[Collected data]

☆ ☆ ☆ ☆ ☆ ☆ ☆

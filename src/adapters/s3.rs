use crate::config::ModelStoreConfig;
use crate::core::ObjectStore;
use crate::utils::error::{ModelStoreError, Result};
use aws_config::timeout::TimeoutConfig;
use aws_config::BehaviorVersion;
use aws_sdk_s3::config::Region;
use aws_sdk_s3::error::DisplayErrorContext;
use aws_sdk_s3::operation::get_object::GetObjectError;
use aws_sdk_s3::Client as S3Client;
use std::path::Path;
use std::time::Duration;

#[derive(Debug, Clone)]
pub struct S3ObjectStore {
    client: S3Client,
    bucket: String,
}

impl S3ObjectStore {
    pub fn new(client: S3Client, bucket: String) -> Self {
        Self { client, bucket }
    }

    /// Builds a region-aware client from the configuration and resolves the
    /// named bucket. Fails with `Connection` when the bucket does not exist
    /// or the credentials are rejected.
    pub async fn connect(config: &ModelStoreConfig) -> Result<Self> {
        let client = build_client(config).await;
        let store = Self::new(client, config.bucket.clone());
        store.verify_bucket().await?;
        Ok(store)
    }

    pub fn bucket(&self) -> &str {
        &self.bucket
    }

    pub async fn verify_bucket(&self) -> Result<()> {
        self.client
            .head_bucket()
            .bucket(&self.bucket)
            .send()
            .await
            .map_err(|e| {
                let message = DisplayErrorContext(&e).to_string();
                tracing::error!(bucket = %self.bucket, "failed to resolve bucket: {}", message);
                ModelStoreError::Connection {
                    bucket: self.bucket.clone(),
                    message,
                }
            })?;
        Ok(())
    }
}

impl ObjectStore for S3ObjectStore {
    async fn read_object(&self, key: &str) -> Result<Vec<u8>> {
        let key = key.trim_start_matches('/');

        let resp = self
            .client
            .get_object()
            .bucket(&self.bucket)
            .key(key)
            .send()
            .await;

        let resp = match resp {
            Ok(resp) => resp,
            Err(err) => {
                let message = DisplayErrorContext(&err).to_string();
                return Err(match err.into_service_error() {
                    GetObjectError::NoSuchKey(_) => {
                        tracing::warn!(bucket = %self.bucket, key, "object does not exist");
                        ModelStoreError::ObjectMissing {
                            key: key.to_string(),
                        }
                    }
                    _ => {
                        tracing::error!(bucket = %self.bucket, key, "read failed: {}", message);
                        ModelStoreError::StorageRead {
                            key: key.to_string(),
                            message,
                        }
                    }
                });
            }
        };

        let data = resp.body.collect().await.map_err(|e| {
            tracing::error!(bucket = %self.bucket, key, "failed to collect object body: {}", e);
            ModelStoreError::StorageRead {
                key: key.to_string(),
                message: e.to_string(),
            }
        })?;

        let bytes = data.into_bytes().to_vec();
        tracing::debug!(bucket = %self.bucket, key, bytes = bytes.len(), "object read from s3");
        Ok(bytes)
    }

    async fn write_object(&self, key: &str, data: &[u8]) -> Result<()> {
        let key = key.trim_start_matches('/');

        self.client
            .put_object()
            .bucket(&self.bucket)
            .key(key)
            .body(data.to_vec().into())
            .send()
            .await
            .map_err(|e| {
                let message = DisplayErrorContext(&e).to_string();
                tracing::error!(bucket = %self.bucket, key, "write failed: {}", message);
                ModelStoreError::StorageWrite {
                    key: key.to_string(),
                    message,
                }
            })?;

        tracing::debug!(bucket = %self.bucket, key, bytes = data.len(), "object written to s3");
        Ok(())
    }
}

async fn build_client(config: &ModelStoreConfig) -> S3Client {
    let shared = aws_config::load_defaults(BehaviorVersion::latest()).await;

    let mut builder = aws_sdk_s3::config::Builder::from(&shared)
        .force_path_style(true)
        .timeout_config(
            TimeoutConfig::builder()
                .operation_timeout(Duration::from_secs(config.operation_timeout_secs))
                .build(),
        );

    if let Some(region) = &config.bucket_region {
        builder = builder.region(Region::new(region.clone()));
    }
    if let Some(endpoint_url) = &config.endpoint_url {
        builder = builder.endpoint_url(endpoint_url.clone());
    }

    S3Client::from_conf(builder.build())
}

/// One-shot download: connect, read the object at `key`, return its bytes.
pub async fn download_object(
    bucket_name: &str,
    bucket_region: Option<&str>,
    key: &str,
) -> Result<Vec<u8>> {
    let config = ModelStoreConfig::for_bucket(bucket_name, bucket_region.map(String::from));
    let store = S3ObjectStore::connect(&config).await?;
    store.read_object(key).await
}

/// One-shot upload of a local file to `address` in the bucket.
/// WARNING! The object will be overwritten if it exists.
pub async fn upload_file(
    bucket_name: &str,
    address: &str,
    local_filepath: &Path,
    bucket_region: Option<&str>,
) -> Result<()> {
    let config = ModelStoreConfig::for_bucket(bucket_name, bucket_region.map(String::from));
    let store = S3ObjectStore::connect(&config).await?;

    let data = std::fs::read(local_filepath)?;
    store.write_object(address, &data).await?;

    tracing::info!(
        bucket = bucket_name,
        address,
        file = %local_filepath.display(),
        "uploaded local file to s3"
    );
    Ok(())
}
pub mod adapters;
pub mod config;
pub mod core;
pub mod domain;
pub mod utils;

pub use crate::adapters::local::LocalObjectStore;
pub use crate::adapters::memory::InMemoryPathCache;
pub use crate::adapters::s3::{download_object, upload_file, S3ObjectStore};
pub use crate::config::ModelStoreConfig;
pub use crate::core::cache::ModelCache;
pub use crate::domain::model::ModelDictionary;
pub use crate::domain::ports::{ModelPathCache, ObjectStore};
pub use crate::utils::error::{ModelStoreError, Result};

☆ ☆ ☆ ☆ ☆ ☆ ☆

Copy out, from the records above, every line that holds the string "GetObjectError".

use aws_sdk_s3::operation::get_object::GetObjectError;
                    GetObjectError::NoSuchKey(_) => {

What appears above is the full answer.